John Dunn of the Tennessee Department of Health says Tennessee has a plan in the event of radiation exposure from a Tennessee nuclear facility. Part of that is distributing potassium iodide immediately to everyone within five miles of TVA's Sequoyah and Watts Bar nuclear reactors.
The state has 400,000 doses of iodide, more than enough for those living near the Sequoyah and Watts Bar plants, Jeremy Heidt of the Tennessee Emergency Management Agency said Wednesday. They would be distributed at mass shelters if residents within 10 miles of the plants were evacuated, he said
Residents within 10 miles of the plants also can get iodide to keep at home. Only about 200 had taken advantage of that offer before Japan's crisis. But officials at the Sequoyah Health Center in Soddy-Daisy said Wednesday that people have been filing in this week to get the pills.

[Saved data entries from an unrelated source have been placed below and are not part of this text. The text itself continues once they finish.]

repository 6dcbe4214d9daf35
//! ID generation utilities.

use ulid::Ulid;
use uuid::Uuid;

/// ID generator for entities.
#[derive(Debug, Clone, Default)]
pub struct IdGenerator {
    _private: (),
}

impl IdGenerator {
    /// Create a new ID generator.
    #[must_use]
    pub const fn new() -> Self {
        Self { _private: () }
    }

    /// Generate a new ULID-based ID.
    ///
    /// ULIDs are:
    /// - Lexicographically sortable
    /// - Monotonically increasing within the same millisecond
    /// - Shorter than UUIDs when represented as strings
    #[must_use]
    pub fn generate(&self) -> String {
        Ulid::new().to_string().to_lowercase()
    }

    /// Generate a cryptographically secure random token.
    #[must_use]
    pub fn generate_token(&self) -> String {
        // Use UUID v4 for tokens (no time component for security)
        Uuid::new_v4().simple().to_string()
    }
}

#[cfg(test)]
mod tests {
    use super::*;

    #[test]
    fn test_generate_ulid() {
        let id_gen = IdGenerator::new();
        let id1 = id_gen.generate();
        let id2 = id_gen.generate();

        assert_eq!(id1.len(), 26);
        assert_eq!(id2.len(), 26);
        assert_ne!(id1, id2);
    }

    #[test]
    fn test_generate_token() {
        let id_gen = IdGenerator::new();
        let token = id_gen.generate_token();

        assert_eq!(token.len(), 32); // Simple UUID without hyphens
    }
}
//! Moderation actions: bans, suspensions, and their audit trail.
//!
//! State the gate reads lives on the user row; every apply and lift
//! also appends to the suspension log. The two writes are not wrapped
//! in a transaction: the user-row write goes first, so a crash between
//! them leaves the block enforced with a missing log line rather than
//! a logged block that is not enforced.

use chrono::{DateTime, Duration, Utc};
use sea_orm::ActiveValue::Set;
use worklink_common::{AppError, AppResult, IdGenerator, ModerationConfig};
use worklink_db::{
    entities::{
        notification::NotificationType,
        suspension_record,
        user::{self, UserRole},
    },
    repositories::{ModerationRepository, UserRepository},
};

use super::notification::NotificationService;

/// A moderation action to apply to an account.
#[derive(Debug, Clone, PartialEq, Eq)]
pub enum SuspensionAction {
    /// Permanent ban.
    Permanent { reason: String },
    /// Time-boxed suspension.
    Temporary { days: i64, reason: String },
}

impl SuspensionAction {
    fn reason(&self) -> &str {
        match self {
            Self::Permanent { reason } | Self::Temporary { reason, .. } => reason,
        }
    }
}

/// Moderation service.
#[derive(Clone)]
pub struct ModerationService {
    moderation_repo: ModerationRepository,
    user_repo: UserRepository,
    notifications: NotificationService,
    policy: ModerationConfig,
    id_gen: IdGenerator,
}

impl ModerationService {
    /// Create a new moderation service.
    #[must_use]
    pub const fn new(
        moderation_repo: ModerationRepository,
        user_repo: UserRepository,
        notifications: NotificationService,
        policy: ModerationConfig,
    ) -> Self {
        Self {
            moderation_repo,
            user_repo,
            notifications,
            policy,
            id_gen: IdGenerator::new(),
        }
    }

    /// Apply a ban or suspension to a target account.
    ///
    /// Moderators may act on clients and professionals; only admins may
    /// act on moderators; admins are never valid targets. The new state
    /// overwrites any previous suspension on the user row, and the log
    /// gains a record either way.
    pub async fn apply(
        &self,
        actor: &user::Model,
        target_id: &str,
        action: SuspensionAction,
        now: DateTime<Utc>,
    ) -> AppResult<suspension_record::Model> {
        self.check_authority(actor, target_id).await?;

        let reason = action.reason().trim().to_string();
        if reason.is_empty() {
            return Err(AppError::Validation("Reason must not be empty".to_string()));
        }

        let (permanent, expires_at) = match action {
            SuspensionAction::Permanent { .. } => {
                self.moderation_repo.ban_user(target_id, &reason, now).await?;
                (true, None)
            }
            SuspensionAction::Temporary { days, .. } => {
                if days < 1 || days > self.policy.max_suspension_days {
                    return Err(AppError::Validation(format!(
                        "Suspension must be between 1 and {} days",
                        self.policy.max_suspension_days
                    )));
                }
                let until = now + Duration::days(days);
                self.moderation_repo
                    .suspend_user(target_id, until, &reason, now)
                    .await?;
                (false, Some(until))
            }
        };

        let record = self
            .moderation_repo
            .create_record(suspension_record::ActiveModel {
                id: Set(self.id_gen.generate()),
                user_id: Set(target_id.to_string()),
                moderator_id: Set(actor.id.clone()),
                reason: Set(reason.clone()),
                permanent: Set(permanent),
                expires_at: Set(expires_at.map(Into::into)),
                created_at: Set(now.into()),
                lifted_at: Set(None),
                lifted_by: Set(None),
            })
            .await?;

        // The target sees this on the block screen's next poll.
        let (title, body) = if permanent {
            (
                "Account banned",
                format!("Your account has been permanently banned: {reason}"),
            )
        } else {
            (
                "Account suspended",
                format!("Your account has been temporarily suspended: {reason}"),
            )
        };
        self.notifications
            .emit(target_id, NotificationType::System, title, &body, None)
            .await?;

        tracing::info!(
            target_id,
            actor_id = %actor.id,
            permanent,
            "Moderation action applied"
        );
        Ok(record)
    }

    /// Lift a temporary suspension early.
    ///
    /// Returns `true` if a live suspension was cleared. Bans are not
    /// liftable through this path; lifting a user with no suspension is
    /// a no-op.
    pub async fn lift(
        &self,
        actor: &user::Model,
        target_id: &str,
        now: DateTime<Utc>,
    ) -> AppResult<bool> {
        self.check_authority(actor, target_id).await?;

        let lifted = self.moderation_repo.lift_suspension(target_id, now).await?;
        if lifted {
            self.moderation_repo
                .mark_record_lifted(target_id, &actor.id, now)
                .await?;
            self.notifications
                .emit(
                    target_id,
                    NotificationType::System,
                    "Suspension lifted",
                    "Your account suspension has been lifted early",
                    None,
                )
                .await?;
            tracing::info!(target_id, actor_id = %actor.id, "Suspension lifted");
        }
        Ok(lifted)
    }

    /// List accounts currently blocked by the gate.
    pub async fn list_blocked(
        &self,
        now: DateTime<Utc>,
        limit: u64,
        offset: u64,
    ) -> AppResult<Vec<user::Model>> {
        self.moderation_repo.list_blocked_users(now, limit, offset).await
    }

    /// Moderation history for an account, newest first.
    pub async fn history(
        &self,
        user_id: &str,
        limit: u64,
    ) -> AppResult<Vec<suspension_record::Model>> {
        self.moderation_repo.records_for_user(user_id, limit).await
    }

    /// Authority check shared by apply and lift.
    async fn check_authority(&self, actor: &user::Model, target_id: &str) -> AppResult<()> {
        if !actor.role.is_staff() {
            return Err(AppError::Forbidden(
                "Only moderation staff may take moderation actions".to_string(),
            ));
        }
        if actor.id == target_id {
            return Err(AppError::BadRequest(
                "Cannot moderate your own account".to_string(),
            ));
        }

        let target = self.user_repo.get_by_id(target_id).await?;
        match target.role {
            UserRole::Admin => Err(AppError::Forbidden(
                "Admin accounts cannot be moderated".to_string(),
            )),
            UserRole::Moderator if actor.role != UserRole::Admin => Err(AppError::Forbidden(
                "Only admins may moderate moderators".to_string(),
            )),
            _ => Ok(()),
        }
    }
}
//! Business services.

pub mod gate;
pub mod moderation;
pub mod notification;
pub mod sync;
pub mod ticket;

pub use gate::{AccessDecision, GateService, evaluate, require_allowed};
pub use moderation::{ModerationService, SuspensionAction};
pub use notification::NotificationService;
pub use sync::{SyncService, SyncSnapshot, TicketSummary};
pub use ticket::{CloseOutcome, EscalateOutcome, TicketCreation, TicketService};
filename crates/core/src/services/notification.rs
//! Notification delivery.
//!
//! Delivery is a synchronous insert in the same transaction scope as the
//! event that caused it; polling clients pick the row up on their next
//! tick. There is no push channel and no retry queue, so an insert
//! failure fails the triggering mutation instead of being silently lost.

use chrono::Utc;
use sea_orm::ActiveValue::Set;
use worklink_common::{AppResult, IdGenerator};
use worklink_db::{
    entities::{
        notification::{self, NotificationType},
        user::{self, UserRole},
    },
    repositories::NotificationRepository,
};

/// Notification service.
#[derive(Clone)]
pub struct NotificationService {
    notification_repo: NotificationRepository,
    id_gen: IdGenerator,
}

impl NotificationService {
    /// Create a new notification service.
    #[must_use]
    pub const fn new(notification_repo: NotificationRepository) -> Self {
        Self {
            notification_repo,
            id_gen: IdGenerator::new(),
        }
    }

    /// Append a notification for a recipient.
    pub async fn emit(
        &self,
        recipient_id: &str,
        notification_type: NotificationType,
        title: &str,
        body: &str,
        action_url: Option<String>,
    ) -> AppResult<notification::Model> {
        let model = notification::ActiveModel {
            id: Set(self.id_gen.generate()),
            recipient_id: Set(recipient_id.to_string()),
            notification_type: Set(notification_type),
            title: Set(title.to_string()),
            body: Set(body.to_string()),
            is_read: Set(false),
            action_url: Set(action_url),
            created_at: Set(Utc::now().into()),
        };

        let created = self.notification_repo.create(model).await?;
        tracing::debug!(
            recipient_id,
            notification_id = %created.id,
            kind = ?notification_type,
            "Notification emitted"
        );
        Ok(created)
    }

    /// Build the conversation URL for a message-type notification.
    ///
    /// The destination depends on the recipient's role, not the
    /// sender's: professionals land in their dashboard inbox, everyone
    /// else in the plain chat view. Fixed at creation time.
    #[must_use]
    pub fn message_action_url(recipient: &user::Model, peer_id: &str) -> String {
        if recipient.role == UserRole::Professional {
            format!("/dashboard/messages/{peer_id}")
        } else {
            format!("/chat/{peer_id}")
        }
    }

    /// List notifications for a recipient, newest first.
    pub async fn list(
        &self,
        recipient_id: &str,
        limit: u64,
        until_id: Option<&str>,
    ) -> AppResult<Vec<notification::Model>> {
        self.notification_repo
            .find_by_recipient(recipient_id, limit, until_id)
            .await
    }

    /// List notifications and mark the recipient's backlog read.
    ///
    /// The snapshot is taken before the flip so the response still
    /// carries the unread flags the client needs to highlight new
    /// entries. Opening the list implies reading it.
    pub async fn list_and_mark_read(
        &self,
        recipient_id: &str,
        limit: u64,
        until_id: Option<&str>,
    ) -> AppResult<Vec<notification::Model>> {
        let snapshot = self
            .notification_repo
            .find_by_recipient(recipient_id, limit, until_id)
            .await?;

        self.notification_repo.mark_all_read(recipient_id).await?;

        Ok(snapshot)
    }

    /// Mark a single notification as read. Idempotent.
    pub async fn mark_read(&self, recipient_id: &str, id: &str) -> AppResult<()> {
        self.notification_repo.mark_read(recipient_id, id).await
    }

    /// Mark every notification for a recipient as read. Idempotent.
    pub async fn mark_all_read(&self, recipient_id: &str) -> AppResult<u64> {
        self.notification_repo.mark_all_read(recipient_id).await
    }

    /// Count unread notifications for a recipient.
    pub async fn count_unread(&self, recipient_id: &str) -> AppResult<u64> {
        self.notification_repo.count_unread(recipient_id).await
    }

    /// Delete all of a recipient's notifications.
    pub async fn clear_all(&self, recipient_id: &str) -> AppResult<u64> {
        self.notification_repo.clear_all(recipient_id).await
    }
}
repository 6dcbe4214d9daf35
//! User repository.

use std::sync::Arc;

use crate::entities::{User, user};
use sea_orm::{
    ActiveModelTrait, ColumnTrait, DatabaseConnection, EntityTrait, QueryFilter, QueryOrder,
    QuerySelect,
};
use worklink_common::{AppError, AppResult};

/// User repository for database operations.
#[derive(Clone)]
pub struct UserRepository {
    db: Arc<DatabaseConnection>,
}

impl UserRepository {
    /// Create a new user repository.
    #[must_use]
    pub const fn new(db: Arc<DatabaseConnection>) -> Self {
        Self { db }
    }

    /// Find a user by ID.
    pub async fn find_by_id(&self, id: &str) -> AppResult<Option<user::Model>> {
        User::find_by_id(id)
            .one(self.db.as_ref())
            .await
            .map_err(|e| AppError::Database(e.to_string()))
    }

    /// Find a user by ID, returning an error if not found.
    pub async fn get_by_id(&self, id: &str) -> AppResult<user::Model> {
        self.find_by_id(id)
            .await?
            .ok_or_else(|| AppError::UserNotFound(id.to_string()))
    }

    /// Find a user by username (case-insensitive).
    pub async fn find_by_username(&self, username: &str) -> AppResult<Option<user::Model>> {
        User::find()
            .filter(user::Column::UsernameLower.eq(username.to_lowercase()))
            .one(self.db.as_ref())
            .await
            .map_err(|e| AppError::Database(e.to_string()))
    }

    /// Find a user by session token.
    pub async fn find_by_token(&self, token: &str) -> AppResult<Option<user::Model>> {
        User::find()
            .filter(user::Column::Token.eq(token))
            .one(self.db.as_ref())
            .await
            .map_err(|e| AppError::Database(e.to_string()))
    }

    /// Create a new user.
    pub async fn create(&self, model: user::ActiveModel) -> AppResult<user::Model> {
        model
            .insert(self.db.as_ref())
            .await
            .map_err(|e| AppError::Database(e.to_string()))
    }

    /// Update a user.
    pub async fn update(&self, model: user::ActiveModel) -> AppResult<user::Model> {
        model
            .update(self.db.as_ref())
            .await
            .map_err(|e| AppError::Database(e.to_string()))
    }

    /// List users with a given role (for admin-pool fan-out).
    pub async fn list_by_role(
        &self,
        role: crate::entities::user::UserRole,
        limit: u64,
    ) -> AppResult<Vec<user::Model>> {
        User::find()
            .filter(user::Column::Role.eq(role))
            .limit(limit)
            .all(self.db.as_ref())
            .await
            .map_err(|e| AppError::Database(e.to_string()))
    }

    /// List users (paginated, newest first).
    pub async fn list(&self, limit: u64, offset: u64) -> AppResult<Vec<user::Model>> {
        User::find()
            .order_by_desc(user::Column::CreatedAt)
            .offset(offset)
            .limit(limit)
            .all(self.db.as_ref())
            .await
            .map_err(|e| AppError::Database(e.to_string()))
    }
}
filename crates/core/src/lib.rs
//! Core business logic for worklink.

pub mod services;

pub use services::*;
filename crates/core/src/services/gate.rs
//! Access gate: the authorization check that blocks banned and
//! suspended accounts on every privileged request.
//!
//! Expiry is computed, not event-driven: nothing ever clears an elapsed
//! `suspended_until`, so every evaluation recomputes against the clock
//! and a just-expired suspension flips to allowed on the very next call.

use chrono::{DateTime, Utc};
use worklink_db::{entities::user, repositories::UserRepository};
use worklink_common::{AppError, AppResult, BlockKind};

/// Outcome of an access gate evaluation.
#[derive(Debug, Clone, PartialEq, Eq)]
pub enum AccessDecision {
    /// The account may proceed.
    Allowed,
    /// The account is blocked; carries what the client needs to render
    /// the full-screen notice and countdown.
    Blocked {
        /// Permanent ban or temporary suspension.
        kind: BlockKind,
        /// Authoritative expiry for temporary blocks.
        until: Option<DateTime<Utc>>,
        /// Why the block was applied.
        reason: Option<String>,
    },
}

impl AccessDecision {
    /// Whether the decision permits access.
    #[must_use]
    pub const fn is_allowed(&self) -> bool {
        matches!(self, Self::Allowed)
    }
}

/// Evaluate the gate for a user at a given instant.
///
/// Pure function of user state and clock. A permanent ban dominates any
/// suspension timestamp, live or stale.
#[must_use]
pub fn evaluate(user: &user::Model, now: DateTime<Utc>) -> AccessDecision {
    if user.is_banned {
        return AccessDecision::Blocked {
            kind: BlockKind::Permanent,
            until: None,
            reason: user.suspension_reason.clone(),
        };
    }

    if let Some(until) = user.suspended_until {
        let until: DateTime<Utc> = until.with_timezone(&Utc);
        if until > now {
            return AccessDecision::Blocked {
                kind: BlockKind::Temporary,
                until: Some(until),
                reason: user.suspension_reason.clone(),
            };
        }
    }

    AccessDecision::Allowed
}

/// Evaluate the gate and convert a block into an error.
///
/// This is what privileged request paths call: an allowed user passes
/// through, a blocked one gets the structured `Blocked` error that
/// renders as the full-screen notice.
pub fn require_allowed(user: &user::Model, now: DateTime<Utc>) -> AppResult<()> {
    match evaluate(user, now) {
        AccessDecision::Allowed => Ok(()),
        AccessDecision::Blocked {
            kind,
            until,
            reason,
        } => Err(AppError::Blocked {
            kind,
            until,
            reason,
        }),
    }
}

/// Gate service wrapping the pure evaluation with user lookup.
#[derive(Clone)]
pub struct GateService {
    user_repo: UserRepository,
}

impl GateService {
    /// Create a new gate service.
    #[must_use]
    pub const fn new(user_repo: UserRepository) -> Self {
        Self { user_repo }
    }

    /// Evaluate the gate for a user ID.
    ///
    /// Fail-closed: if the user's state cannot be determined the
    /// request is denied, never waved through.
    pub async fn evaluate_user(&self, user_id: &str, now: DateTime<Utc>) -> AppResult<AccessDecision> {
        let user = match self.user_repo.get_by_id(user_id).await {
            Ok(user) => user,
            Err(e) => {
                tracing::warn!(error = %e, user_id, "Gate could not load user state; denying");
                return Err(AppError::Forbidden(
                    "Account state unavailable".to_string(),
                ));
            }
        };

        Ok(evaluate(&user, now))
    }
}
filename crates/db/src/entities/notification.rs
//! Notification entity.

use sea_orm::entity::prelude::*;
use serde::{Deserialize, Serialize};

/// Notification types.
#[derive(Debug, Clone, Copy, PartialEq, Eq, EnumIter, DeriveActiveEnum, Serialize, Deserialize)]
#[sea_orm(rs_type = "String", db_type = "String(StringLen::N(32))")]
pub enum NotificationType {
    #[sea_orm(string_value = "service_request")]
    ServiceRequest,
    #[sea_orm(string_value = "review")]
    Review,
    #[sea_orm(string_value = "message")]
    Message,
    #[sea_orm(string_value = "system")]
    System,
}

#[derive(Clone, Debug, PartialEq, Eq, DeriveEntityModel, Serialize, Deserialize)]
#[sea_orm(table_name = "notification")]
pub struct Model {
    #[sea_orm(primary_key, auto_increment = false)]
    pub id: String,

    /// The user receiving the notification
    pub recipient_id: String,

    /// Notification type
    pub notification_type: NotificationType,

    /// Short headline shown in the notification list
    pub title: String,

    /// Full notification text
    #[sea_orm(column_type = "Text")]
    pub body: String,

    /// Read flag. Monotonic: flips false to true and never reverts;
    /// bulk clear deletes rows instead of resetting this.
    #[sea_orm(default_value = false)]
    pub is_read: bool,

    /// Where the client navigates on tap. Role-aware, fixed at creation.
    #[sea_orm(nullable)]
    pub action_url: Option<String>,

    pub created_at: DateTimeWithTimeZone,
}

#[derive(Copy, Clone, Debug, EnumIter, DeriveRelation)]
pub enum Relation {
    #[sea_orm(
        belongs_to = "super::user::Entity",
        from = "Column::RecipientId",
        to = "super::user::Column::Id",
        on_delete = "Cascade"
    )]
    Recipient,
}

impl Related<super::user::Entity> for Entity {
    fn to() -> RelationDef {
        Relation::Recipient.def()
    }
}

impl ActiveModelBehavior for ActiveModel {}
//! Polling synchronization.
//!
//! There is no push channel. Clients poll, and the server owns the
//! cadence: every snapshot restates the intervals, so retuning them in
//! config reaches every client on its next tick without a redeploy.

use chrono::{DateTime, Utc};
use serde::Serialize;
use worklink_common::{AppResult, SyncConfig};
use worklink_db::entities::{
    support_ticket::{self, TicketStatus},
    user,
};

use super::{notification::NotificationService, ticket::TicketService};

/// Compact view of the requester's active ticket.
#[derive(Debug, Clone, PartialEq, Eq, Serialize)]
#[serde(rename_all = "camelCase")]
pub struct TicketSummary {
    pub id: String,
    pub subject: String,
    pub status: TicketStatus,
    pub last_activity_at: DateTime<Utc>,
}

impl From<support_ticket::Model> for TicketSummary {
    fn from(ticket: support_ticket::Model) -> Self {
        Self {
            id: ticket.id,
            subject: ticket.subject,
            status: ticket.status,
            last_activity_at: ticket.last_activity_at.with_timezone(&Utc),
        }
    }
}

/// One poll tick's worth of state for a client.
#[derive(Debug, Clone, PartialEq, Eq, Serialize)]
#[serde(rename_all = "camelCase")]
pub struct SyncSnapshot {
    /// Seconds between notification polls.
    pub notification_interval_secs: u64,
    /// Seconds between ticket polls.
    pub ticket_interval_secs: u64,
    /// Unread notification count for the badge.
    pub unread_notifications: u64,
    /// The caller's active support ticket, if any.
    pub active_ticket: Option<TicketSummary>,
}

/// Sync service.
#[derive(Clone)]
pub struct SyncService {
    notifications: NotificationService,
    tickets: TicketService,
    config: SyncConfig,
}

impl SyncService {
    /// Create a new sync service.
    #[must_use]
    pub const fn new(
        notifications: NotificationService,
        tickets: TicketService,
        config: SyncConfig,
    ) -> Self {
        Self {
            notifications,
            tickets,
            config,
        }
    }

    /// Build the poll snapshot for a user.
    ///
    /// A ticket state change is visible here within one ticket interval
    /// plus processing latency; same for notifications on their own
    /// interval.
    pub async fn snapshot(&self, user: &user::Model, _now: DateTime<Utc>) -> AppResult<SyncSnapshot> {
        let unread = self.notifications.count_unread(&user.id).await?;
        let active_ticket = self
            .tickets
            .active_for_requester(&user.id)
            .await?
            .map(TicketSummary::from);

        Ok(SyncSnapshot {
            notification_interval_secs: self.config.notification_interval_secs,
            ticket_interval_secs: self.config.ticket_interval_secs,
            unread_notifications: unread,
            active_ticket,
        })
    }
}

#[cfg(test)]
#[allow(clippy::unwrap_used)]
mod tests {
    use super::*;
    use sea_orm::{DatabaseBackend, DatabaseConnection, MockDatabase};
    use std::sync::Arc;
    use worklink_common::ModerationConfig;
    use worklink_db::{
        entities::user::UserRole,
        repositories::{NotificationRepository, TicketRepository, UserRepository},
    };

    fn count_row(n: i64) -> std::collections::BTreeMap<&'static str, sea_orm::Value> {
        // Shape of the row sea-orm's paginator produces for COUNT(*).
        let mut row = std::collections::BTreeMap::new();
        row.insert("num_items", sea_orm::Value::BigInt(Some(n)));
        row
    }

    fn service(db: Arc<DatabaseConnection>) -> SyncService {
        let notifications = NotificationService::new(NotificationRepository::new(db.clone()));
        let tickets = TicketService::new(
            TicketRepository::new(db.clone()),
            UserRepository::new(db.clone()),
            notifications.clone(),
            ModerationConfig::default(),
        );
        SyncService::new(notifications, tickets, SyncConfig::default())
    }

    fn test_user(id: &str) -> user::Model {
        user::Model {
            id: id.to_string(),
            username: format!("user_{id}"),
            username_lower: format!("user_{id}"),
            name: None,
            role: UserRole::Client,
            token: None,
            is_banned: false,
            suspended_until: None,
            suspension_reason: None,
            created_at: Utc::now().into(),
            updated_at: None,
        }
    }

    fn test_ticket(id: &str, requester: &str) -> support_ticket::Model {
        support_ticket::Model {
            id: id.to_string(),
            requester_id: requester.to_string(),
            subject: "Billing question".to_string(),
            status: TicketStatus::Assigned,
            assignee_id: Some("mod1".to_string()),
            created_at: Utc::now().into(),
            last_activity_at: Utc::now().into(),
            closed_at: None,
            closed_by: None,
        }
    }

    #[tokio::test]
    async fn test_snapshot_carries_intervals_and_state() {
        // Queries in call order: unread count, then active ticket.
        let db = Arc::new(
            MockDatabase::new(DatabaseBackend::Postgres)
                .append_query_results([[count_row(4)]])
                .append_query_results([[test_ticket("t1", "u1")]])
                .into_connection(),
        );

        let user = test_user("u1");
        let snapshot = service(db).snapshot(&user, Utc::now()).await.unwrap();

        assert_eq!(snapshot.notification_interval_secs, 3);
        assert_eq!(snapshot.ticket_interval_secs, 5);
        assert_eq!(snapshot.unread_notifications, 4);
        assert_eq!(
            snapshot.active_ticket.map(|t| t.id),
            Some("t1".to_string())
        );
    }

    #[tokio::test]
    async fn test_snapshot_without_active_ticket() {
        let db = Arc::new(
            MockDatabase::new(DatabaseBackend::Postgres)
                .append_query_results([[count_row(0)]])
                .append_query_results([Vec::<support_ticket::Model>::new()])
                .into_connection(),
        );

        let user = test_user("u1");
        let snapshot = service(db).snapshot(&user, Utc::now()).await.unwrap();

        assert_eq!(snapshot.unread_notifications, 0);
        assert!(snapshot.active_ticket.is_none());
    }
}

A nuclear explosion or accident releases different radioactive materials, in-cluding radioactive iodine. That isotope can be ab-sorbed and concentrated by the human thyroid gland, causing cancer. Potassium iodide fills the thyroid gland so it can't absorb the radioactive iodine.
Dunn stressed that people should not self-dose. "If a radiation event were to occur in Tennessee, additional instructions will be given to persons in the affected area about taking potassium iodide and other measures to protect themselves," he said.
Travelers don't need it
People traveling closer to Japan, such as to Hawaii or the West Coast, don't need to worry or take the iodide either, Powers said. The iodide is only needed for those within a few miles of the plants in Japan.
"I want to emphasize that this is not an anti-radiation pill," he said, noting that a nuclear plant release spews radioactive elements other than iodine that affect more organs.
The U.S. Surgeon General's office on Wednesday clarified a statement Tuesday on stocking up on iodide pills. Surgeon General Regina Benjamin told a reporter in San Francisco that she wasn't aware of people stocking up but did not think it was an overreaction.
On Wednesday, her spokeswoman said Benjamin meant that it is always important to be prepared for disasters, but she wouldn't recommend that anyone go out and purchase the iodide at this time.